*** Opening DATASET EXCERPTS ***
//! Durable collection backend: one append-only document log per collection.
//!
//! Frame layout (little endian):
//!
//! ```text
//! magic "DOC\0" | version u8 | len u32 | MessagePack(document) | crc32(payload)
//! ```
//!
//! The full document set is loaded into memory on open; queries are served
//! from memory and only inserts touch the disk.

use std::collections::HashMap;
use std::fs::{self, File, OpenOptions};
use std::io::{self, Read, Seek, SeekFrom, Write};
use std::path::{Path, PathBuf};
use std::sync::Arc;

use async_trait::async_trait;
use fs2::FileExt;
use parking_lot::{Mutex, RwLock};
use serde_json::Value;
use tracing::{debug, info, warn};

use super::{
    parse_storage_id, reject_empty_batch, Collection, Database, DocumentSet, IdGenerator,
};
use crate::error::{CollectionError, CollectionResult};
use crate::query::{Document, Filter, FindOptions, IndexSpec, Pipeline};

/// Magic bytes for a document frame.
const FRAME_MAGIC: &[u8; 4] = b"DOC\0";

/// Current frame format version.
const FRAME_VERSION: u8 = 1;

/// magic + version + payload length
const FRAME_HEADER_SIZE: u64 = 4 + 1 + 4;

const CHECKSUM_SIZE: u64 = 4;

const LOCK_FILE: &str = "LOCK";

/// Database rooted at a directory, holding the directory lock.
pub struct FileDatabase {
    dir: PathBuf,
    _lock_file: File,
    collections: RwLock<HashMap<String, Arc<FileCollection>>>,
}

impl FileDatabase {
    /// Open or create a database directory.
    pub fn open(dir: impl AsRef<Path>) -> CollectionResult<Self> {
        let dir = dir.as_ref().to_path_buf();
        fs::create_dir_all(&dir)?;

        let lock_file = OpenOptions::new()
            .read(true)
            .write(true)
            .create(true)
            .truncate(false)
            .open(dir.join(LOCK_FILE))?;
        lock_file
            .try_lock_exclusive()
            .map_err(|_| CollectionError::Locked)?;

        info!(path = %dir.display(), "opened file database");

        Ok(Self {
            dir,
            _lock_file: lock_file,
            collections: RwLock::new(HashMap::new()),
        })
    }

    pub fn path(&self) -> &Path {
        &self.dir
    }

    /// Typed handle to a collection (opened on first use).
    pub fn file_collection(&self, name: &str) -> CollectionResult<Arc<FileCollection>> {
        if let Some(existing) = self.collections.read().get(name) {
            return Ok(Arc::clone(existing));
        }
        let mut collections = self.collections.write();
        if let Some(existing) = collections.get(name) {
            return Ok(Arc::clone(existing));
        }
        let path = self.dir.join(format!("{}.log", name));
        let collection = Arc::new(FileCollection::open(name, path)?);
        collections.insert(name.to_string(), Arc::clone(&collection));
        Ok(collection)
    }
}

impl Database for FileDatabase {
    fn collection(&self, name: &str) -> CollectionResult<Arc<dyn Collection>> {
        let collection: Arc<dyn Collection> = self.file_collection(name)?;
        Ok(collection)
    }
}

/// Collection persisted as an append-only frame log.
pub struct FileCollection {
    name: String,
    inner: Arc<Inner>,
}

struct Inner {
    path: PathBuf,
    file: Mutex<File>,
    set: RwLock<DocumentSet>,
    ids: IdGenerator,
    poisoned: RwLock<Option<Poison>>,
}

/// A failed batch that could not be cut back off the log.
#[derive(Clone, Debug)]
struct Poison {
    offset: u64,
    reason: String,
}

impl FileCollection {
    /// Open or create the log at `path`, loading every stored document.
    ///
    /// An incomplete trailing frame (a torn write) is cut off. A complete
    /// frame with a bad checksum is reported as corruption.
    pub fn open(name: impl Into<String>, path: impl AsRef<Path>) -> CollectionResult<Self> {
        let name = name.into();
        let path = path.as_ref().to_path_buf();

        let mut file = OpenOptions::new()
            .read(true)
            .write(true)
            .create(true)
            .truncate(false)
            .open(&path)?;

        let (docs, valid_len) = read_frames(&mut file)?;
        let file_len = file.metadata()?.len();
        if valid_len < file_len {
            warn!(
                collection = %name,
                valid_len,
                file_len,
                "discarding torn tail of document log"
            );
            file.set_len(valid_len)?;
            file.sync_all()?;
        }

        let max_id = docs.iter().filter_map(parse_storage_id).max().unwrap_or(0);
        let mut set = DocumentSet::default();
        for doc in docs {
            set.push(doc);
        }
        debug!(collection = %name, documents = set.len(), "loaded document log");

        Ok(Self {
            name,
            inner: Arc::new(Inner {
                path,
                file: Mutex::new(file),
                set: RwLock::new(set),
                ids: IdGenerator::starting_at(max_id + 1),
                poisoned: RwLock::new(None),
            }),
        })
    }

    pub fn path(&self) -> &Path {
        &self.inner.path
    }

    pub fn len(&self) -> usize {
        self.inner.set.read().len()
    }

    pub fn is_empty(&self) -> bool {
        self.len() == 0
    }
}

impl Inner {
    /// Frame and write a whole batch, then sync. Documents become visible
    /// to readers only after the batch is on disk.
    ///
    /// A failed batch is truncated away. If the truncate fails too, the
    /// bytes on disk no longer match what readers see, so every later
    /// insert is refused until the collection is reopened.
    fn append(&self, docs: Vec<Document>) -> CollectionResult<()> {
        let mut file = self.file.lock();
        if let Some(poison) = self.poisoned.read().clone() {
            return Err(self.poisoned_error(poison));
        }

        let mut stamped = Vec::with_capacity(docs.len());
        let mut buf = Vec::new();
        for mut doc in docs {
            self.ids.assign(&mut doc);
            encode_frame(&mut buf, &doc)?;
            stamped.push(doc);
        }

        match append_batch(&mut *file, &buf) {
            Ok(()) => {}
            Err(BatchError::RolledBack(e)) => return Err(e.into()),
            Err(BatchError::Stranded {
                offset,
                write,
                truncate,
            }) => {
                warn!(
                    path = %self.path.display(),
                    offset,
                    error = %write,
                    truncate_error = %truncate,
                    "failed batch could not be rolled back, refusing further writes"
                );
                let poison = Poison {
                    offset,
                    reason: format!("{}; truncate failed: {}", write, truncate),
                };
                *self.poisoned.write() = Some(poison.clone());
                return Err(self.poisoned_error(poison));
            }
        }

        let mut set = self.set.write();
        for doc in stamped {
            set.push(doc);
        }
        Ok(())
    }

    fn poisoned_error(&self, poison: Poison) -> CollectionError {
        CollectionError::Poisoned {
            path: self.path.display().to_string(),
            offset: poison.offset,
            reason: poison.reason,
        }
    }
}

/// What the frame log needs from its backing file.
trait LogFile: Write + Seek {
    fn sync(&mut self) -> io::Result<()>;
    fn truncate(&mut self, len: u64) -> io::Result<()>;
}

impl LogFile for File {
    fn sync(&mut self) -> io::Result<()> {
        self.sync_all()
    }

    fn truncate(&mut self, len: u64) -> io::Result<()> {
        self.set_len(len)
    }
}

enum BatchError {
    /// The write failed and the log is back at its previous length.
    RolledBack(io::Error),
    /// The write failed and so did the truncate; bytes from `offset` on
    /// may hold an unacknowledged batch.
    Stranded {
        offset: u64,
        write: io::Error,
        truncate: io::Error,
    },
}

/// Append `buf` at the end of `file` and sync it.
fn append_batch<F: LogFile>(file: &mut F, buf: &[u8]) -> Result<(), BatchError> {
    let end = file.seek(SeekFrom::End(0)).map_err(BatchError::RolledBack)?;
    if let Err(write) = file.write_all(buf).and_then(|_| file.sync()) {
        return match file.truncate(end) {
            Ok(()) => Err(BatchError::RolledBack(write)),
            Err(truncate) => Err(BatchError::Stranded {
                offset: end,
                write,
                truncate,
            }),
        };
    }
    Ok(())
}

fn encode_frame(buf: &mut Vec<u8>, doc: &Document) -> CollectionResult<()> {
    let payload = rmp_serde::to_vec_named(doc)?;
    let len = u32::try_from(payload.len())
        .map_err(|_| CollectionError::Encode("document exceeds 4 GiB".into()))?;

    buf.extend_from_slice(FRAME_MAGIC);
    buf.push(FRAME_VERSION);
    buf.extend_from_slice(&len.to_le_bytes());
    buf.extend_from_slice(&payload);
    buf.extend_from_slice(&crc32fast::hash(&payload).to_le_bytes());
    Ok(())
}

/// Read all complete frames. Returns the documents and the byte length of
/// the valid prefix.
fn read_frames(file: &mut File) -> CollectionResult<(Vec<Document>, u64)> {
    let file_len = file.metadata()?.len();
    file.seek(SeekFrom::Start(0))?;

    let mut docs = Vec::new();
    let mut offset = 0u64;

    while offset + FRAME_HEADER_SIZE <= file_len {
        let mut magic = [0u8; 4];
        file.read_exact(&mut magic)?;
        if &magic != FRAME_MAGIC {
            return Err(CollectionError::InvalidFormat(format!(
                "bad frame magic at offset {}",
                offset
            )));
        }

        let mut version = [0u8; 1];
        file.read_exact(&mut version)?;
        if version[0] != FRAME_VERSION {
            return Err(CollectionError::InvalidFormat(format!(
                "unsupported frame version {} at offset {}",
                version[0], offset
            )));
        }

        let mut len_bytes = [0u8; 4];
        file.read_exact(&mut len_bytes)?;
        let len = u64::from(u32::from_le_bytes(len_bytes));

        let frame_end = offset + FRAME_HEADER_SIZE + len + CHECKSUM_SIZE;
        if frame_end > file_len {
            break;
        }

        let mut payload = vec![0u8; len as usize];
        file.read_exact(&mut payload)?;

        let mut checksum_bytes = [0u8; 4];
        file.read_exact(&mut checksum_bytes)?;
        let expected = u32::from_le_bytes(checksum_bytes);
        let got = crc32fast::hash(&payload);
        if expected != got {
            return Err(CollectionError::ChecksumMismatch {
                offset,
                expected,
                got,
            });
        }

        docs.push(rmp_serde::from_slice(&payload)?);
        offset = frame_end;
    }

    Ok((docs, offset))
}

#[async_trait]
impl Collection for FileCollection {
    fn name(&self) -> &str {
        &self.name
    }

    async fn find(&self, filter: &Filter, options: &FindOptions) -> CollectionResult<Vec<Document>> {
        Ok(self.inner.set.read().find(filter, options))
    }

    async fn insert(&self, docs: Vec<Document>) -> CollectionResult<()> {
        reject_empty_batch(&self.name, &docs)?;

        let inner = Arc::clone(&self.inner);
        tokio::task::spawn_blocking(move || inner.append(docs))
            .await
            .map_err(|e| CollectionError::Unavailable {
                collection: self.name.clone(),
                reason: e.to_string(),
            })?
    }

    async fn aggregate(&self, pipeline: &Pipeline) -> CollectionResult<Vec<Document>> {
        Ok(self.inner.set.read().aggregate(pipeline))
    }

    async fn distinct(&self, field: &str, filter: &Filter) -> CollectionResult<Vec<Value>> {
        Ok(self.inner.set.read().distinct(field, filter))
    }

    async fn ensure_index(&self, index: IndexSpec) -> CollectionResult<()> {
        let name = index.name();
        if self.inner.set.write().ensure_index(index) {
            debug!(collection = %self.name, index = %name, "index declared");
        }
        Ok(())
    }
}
*** Closing DATASET EXCERPTS ***
*** Opening DATASET EXCERPTS ***
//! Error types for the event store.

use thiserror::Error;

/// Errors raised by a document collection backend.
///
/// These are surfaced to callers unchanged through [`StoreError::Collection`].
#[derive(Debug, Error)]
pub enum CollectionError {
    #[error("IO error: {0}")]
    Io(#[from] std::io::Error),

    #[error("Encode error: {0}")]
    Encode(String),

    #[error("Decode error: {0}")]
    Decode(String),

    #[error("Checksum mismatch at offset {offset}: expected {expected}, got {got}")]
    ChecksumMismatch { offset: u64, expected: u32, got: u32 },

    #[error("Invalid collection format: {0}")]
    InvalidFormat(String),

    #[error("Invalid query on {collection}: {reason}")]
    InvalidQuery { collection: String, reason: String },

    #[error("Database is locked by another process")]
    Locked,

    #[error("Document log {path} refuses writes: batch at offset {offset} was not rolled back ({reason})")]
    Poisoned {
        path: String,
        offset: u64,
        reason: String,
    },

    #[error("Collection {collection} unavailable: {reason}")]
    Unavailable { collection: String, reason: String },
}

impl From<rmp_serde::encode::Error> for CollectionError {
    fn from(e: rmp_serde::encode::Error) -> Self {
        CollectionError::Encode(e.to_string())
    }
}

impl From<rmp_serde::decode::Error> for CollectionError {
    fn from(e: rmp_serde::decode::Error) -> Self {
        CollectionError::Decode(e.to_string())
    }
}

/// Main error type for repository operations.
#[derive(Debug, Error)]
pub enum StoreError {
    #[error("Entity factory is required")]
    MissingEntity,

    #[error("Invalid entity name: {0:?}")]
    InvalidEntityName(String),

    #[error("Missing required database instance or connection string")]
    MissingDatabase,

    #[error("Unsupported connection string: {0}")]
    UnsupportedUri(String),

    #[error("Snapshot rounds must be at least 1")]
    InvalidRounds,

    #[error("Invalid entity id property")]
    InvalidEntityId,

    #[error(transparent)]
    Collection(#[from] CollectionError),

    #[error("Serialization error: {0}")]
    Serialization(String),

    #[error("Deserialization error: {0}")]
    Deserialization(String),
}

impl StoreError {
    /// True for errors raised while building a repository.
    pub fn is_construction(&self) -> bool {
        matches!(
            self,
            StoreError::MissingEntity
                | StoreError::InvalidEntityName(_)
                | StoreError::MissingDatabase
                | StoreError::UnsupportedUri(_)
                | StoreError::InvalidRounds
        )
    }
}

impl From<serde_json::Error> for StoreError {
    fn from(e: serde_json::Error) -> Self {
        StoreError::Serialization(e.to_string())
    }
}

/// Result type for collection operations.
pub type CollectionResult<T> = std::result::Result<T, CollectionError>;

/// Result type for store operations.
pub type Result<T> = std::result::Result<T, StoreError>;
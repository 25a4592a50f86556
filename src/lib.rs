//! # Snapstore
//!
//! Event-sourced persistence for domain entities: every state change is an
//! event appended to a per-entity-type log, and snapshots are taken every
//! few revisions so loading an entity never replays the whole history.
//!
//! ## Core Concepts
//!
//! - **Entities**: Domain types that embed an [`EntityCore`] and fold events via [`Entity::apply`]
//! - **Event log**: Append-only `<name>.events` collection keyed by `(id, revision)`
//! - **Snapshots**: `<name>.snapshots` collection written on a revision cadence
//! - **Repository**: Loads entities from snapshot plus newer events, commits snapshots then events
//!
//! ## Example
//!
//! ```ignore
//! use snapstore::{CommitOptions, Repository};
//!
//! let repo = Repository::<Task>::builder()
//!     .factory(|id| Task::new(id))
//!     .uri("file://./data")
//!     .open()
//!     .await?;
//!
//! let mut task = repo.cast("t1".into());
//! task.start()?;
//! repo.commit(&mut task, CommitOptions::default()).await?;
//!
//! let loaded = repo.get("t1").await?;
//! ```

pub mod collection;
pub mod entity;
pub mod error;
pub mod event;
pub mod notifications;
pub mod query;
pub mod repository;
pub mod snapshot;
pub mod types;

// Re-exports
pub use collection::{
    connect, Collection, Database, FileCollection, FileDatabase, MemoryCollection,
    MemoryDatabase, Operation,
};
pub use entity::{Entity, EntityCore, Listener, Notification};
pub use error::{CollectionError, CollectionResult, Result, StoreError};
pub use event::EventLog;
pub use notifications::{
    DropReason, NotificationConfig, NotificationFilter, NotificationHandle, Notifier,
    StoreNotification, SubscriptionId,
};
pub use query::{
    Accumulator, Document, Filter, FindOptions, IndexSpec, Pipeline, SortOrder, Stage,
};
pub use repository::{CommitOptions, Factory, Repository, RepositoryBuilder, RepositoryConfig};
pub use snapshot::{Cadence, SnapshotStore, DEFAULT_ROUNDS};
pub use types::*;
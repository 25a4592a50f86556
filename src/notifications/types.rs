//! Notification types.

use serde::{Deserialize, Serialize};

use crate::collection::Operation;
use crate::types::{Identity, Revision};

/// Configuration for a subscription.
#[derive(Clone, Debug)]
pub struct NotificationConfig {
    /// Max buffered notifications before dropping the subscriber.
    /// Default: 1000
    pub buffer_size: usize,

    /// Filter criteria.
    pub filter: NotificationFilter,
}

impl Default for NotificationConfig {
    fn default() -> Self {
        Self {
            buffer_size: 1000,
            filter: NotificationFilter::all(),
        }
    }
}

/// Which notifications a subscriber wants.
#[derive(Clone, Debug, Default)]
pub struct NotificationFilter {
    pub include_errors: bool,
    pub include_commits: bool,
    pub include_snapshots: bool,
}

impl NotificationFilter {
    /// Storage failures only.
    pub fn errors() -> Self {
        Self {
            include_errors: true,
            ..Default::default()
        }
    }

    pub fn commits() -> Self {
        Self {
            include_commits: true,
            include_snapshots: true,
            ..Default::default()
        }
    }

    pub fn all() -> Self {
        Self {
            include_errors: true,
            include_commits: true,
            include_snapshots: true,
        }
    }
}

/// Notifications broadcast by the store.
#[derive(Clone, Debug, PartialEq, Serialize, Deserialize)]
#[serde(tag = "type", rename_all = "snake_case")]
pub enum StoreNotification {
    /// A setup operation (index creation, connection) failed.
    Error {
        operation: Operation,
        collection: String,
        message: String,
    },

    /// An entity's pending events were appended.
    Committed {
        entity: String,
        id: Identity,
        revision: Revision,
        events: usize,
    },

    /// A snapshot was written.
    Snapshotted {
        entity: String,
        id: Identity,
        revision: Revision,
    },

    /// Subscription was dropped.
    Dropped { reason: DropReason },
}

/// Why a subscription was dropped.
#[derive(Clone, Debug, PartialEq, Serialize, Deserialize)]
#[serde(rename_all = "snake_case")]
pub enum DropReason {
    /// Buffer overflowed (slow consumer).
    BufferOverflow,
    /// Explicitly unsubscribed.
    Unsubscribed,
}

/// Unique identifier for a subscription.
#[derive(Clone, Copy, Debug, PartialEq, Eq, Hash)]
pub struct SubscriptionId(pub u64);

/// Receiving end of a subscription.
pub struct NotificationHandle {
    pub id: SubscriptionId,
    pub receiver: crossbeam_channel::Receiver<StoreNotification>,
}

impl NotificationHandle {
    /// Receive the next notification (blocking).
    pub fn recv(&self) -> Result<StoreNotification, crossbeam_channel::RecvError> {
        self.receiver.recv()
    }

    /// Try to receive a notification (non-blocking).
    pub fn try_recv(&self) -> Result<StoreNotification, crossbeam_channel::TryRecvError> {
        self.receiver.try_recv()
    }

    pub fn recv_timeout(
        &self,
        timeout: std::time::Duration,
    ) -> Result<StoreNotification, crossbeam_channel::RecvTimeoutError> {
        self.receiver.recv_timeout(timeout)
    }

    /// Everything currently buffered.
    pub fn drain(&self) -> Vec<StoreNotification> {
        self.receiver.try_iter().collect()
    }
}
*** Closing DATASET EXCERPTS ***
→ YOUR GOAL:
The line above containing "pub fn is_construction(&self)", the line containing "fn from(e: serde_json::Error)", and every line between them are to be transcribed exactly; no other line is wanted.

→ SOLUTION TO THE EXERCISE:
    pub fn is_construction(&self) -> bool {
        matches!(
            self,
            StoreError::MissingEntity
                | StoreError::InvalidEntityName(_)
                | StoreError::MissingDatabase
                | StoreError::UnsupportedUri(_)
                | StoreError::InvalidRounds
        )
    }
}

impl From<serde_json::Error> for StoreError {
    fn from(e: serde_json::Error) -> Self {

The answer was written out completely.